*PROBLEM TO WORK ON*.
Across all the records below, count the lines that hold "BlockDevice". State only that figure.

Saved entries

────────────────────

mod cli;

use std::io;
use std::sync::Arc;

use block_dev::BlockDevice;
use clap::Parser;
use enumflags2::BitFlags;
use tomofs::{
    BLOCK_SIZE, CancelToken, EXTENT_BLOCK_ID, INODE_TABLE_BLOCK_ID, Permission, RESERVED_BLOCKS,
    ROOT_DIR_BLOCK_ID, SUPER_BLOCK_ID, TomoFileSystem,
};
use tomofs_fuse::{BlockFile, SystemClock};

use self::cli::Cli;

fn main() -> io::Result<()> {
    env_logger::init();
    let cli = Cli::parse();

    let mode = BitFlags::<Permission>::from_bits(cli.mode)
        .map_err(|_| io::Error::other("invalid mode"))?;
    let device: Arc<dyn BlockDevice> = Arc::new(match cli.blocks {
        Some(blocks) => BlockFile::create(&cli.device, blocks)?,
        None => BlockFile::open(&cli.device)?,
    });

    let fs =
        TomoFileSystem::format(device.clone(), Arc::new(SystemClock)).map_err(io::Error::other)?;
    fs.unmount().map_err(io::Error::other)?;

    // mount what was written, the way a kernel would see it
    let fs = TomoFileSystem::mount_with_clock(device, Arc::new(SystemClock))
        .map_err(io::Error::other)?;

    for (region, block) in [
        ("superblock", SUPER_BLOCK_ID),
        ("free extent", EXTENT_BLOCK_ID),
        ("inode table", INODE_TABLE_BLOCK_ID),
        ("root directory", ROOT_DIR_BLOCK_ID),
        ("free pool", RESERVED_BLOCKS),
    ] {
        println!("{region:<15} {:#x}", block * BLOCK_SIZE as u64);
    }

    if let Some(source) = &cli.source {
        for (name, ino) in tomofs_fuse::populate(&fs, source, mode)? {
            println!("{name} -> inode {ino}");
        }
    }

    let stat = fs.stat_fs(&CancelToken::new()).map_err(io::Error::other)?;
    println!(
        "{} blocks, {} free, {}/{} inodes",
        stat.total_blocks, stat.free_blocks, stat.inode_count, stat.max_inodes
    );

    fs.unmount().map_err(io::Error::other)
}
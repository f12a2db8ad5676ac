use std::fs::{File, OpenOptions};
use std::io::{self, ErrorKind, Read, Seek, SeekFrom, Write};
use std::path::Path;
use std::sync::Mutex;

use block_dev::{BlockDevice, DeviceError};
use tomofs::BLOCK_SIZE;

/// A disk image or device node addressed in tomofs blocks.
#[derive(Debug)]
pub struct BlockFile {
    file: Mutex<File>,
    num_blocks: usize,
}

impl BlockFile {
    /// Opens an existing image; a trailing partial block is ignored.
    pub fn open(path: &Path) -> io::Result<Self> {
        let file = OpenOptions::new().read(true).write(true).open(path)?;
        let num_blocks = (file.metadata()?.len() / BLOCK_SIZE as u64) as usize;
        Ok(Self {
            file: Mutex::new(file),
            num_blocks,
        })
    }

    /// Creates an image of `num_blocks` blocks, or resizes the one at `path`.
    pub fn create(path: &Path, num_blocks: u64) -> io::Result<Self> {
        let too_large = || {
            io::Error::new(
                ErrorKind::InvalidInput,
                format!("{num_blocks} blocks do not fit in an image"),
            )
        };
        let len = num_blocks
            .checked_mul(BLOCK_SIZE as u64)
            .ok_or_else(too_large)?;
        let addressable = usize::try_from(num_blocks)
            .ok()
            .filter(|blocks| blocks.checked_mul(BLOCK_SIZE).is_some())
            .ok_or_else(too_large)?;

        let file = OpenOptions::new()
            .read(true)
            .write(true)
            .create(true)
            .truncate(false)
            .open(path)?;
        file.set_len(len)?;
        Ok(Self {
            file: Mutex::new(file),
            num_blocks: addressable,
        })
    }

    fn seek_to(&self, file: &mut File, block_id: usize) -> Result<(), DeviceError> {
        if block_id >= self.num_blocks {
            return Err(DeviceError::OutOfRange);
        }
        file.seek(SeekFrom::Start((block_id * BLOCK_SIZE) as u64))
            .map_err(|err| io_error(block_id, err))?;
        Ok(())
    }
}

impl BlockDevice for BlockFile {
    fn read_block(&self, block_id: usize, buf: &mut [u8]) -> Result<(), DeviceError> {
        let mut file = self.file.lock().map_err(|_| DeviceError::Io)?;
        self.seek_to(&mut file, block_id)?;
        file.read_exact(buf).map_err(|err| io_error(block_id, err))
    }

    fn write_block(&self, block_id: usize, buf: &[u8]) -> Result<(), DeviceError> {
        let mut file = self.file.lock().map_err(|_| DeviceError::Io)?;
        self.seek_to(&mut file, block_id)?;
        file.write_all(buf).map_err(|err| io_error(block_id, err))
    }

    fn num_blocks(&self) -> usize {
        self.num_blocks
    }

    fn flush(&self) -> Result<(), DeviceError> {
        let file = self.file.lock().map_err(|_| DeviceError::Io)?;
        file.sync_all().map_err(|err| {
            log::error!("sync failed: {err}");
            DeviceError::Io
        })
    }
}

fn io_error(block_id: usize, err: io::Error) -> DeviceError {
    log::error!("block {block_id}: {err}");
    match err.kind() {
        ErrorKind::UnexpectedEof | ErrorKind::WriteZero => DeviceError::ShortTransfer,
        _ => DeviceError::Io,
    }
}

────────────────────

*TASK RESPONSE*.
4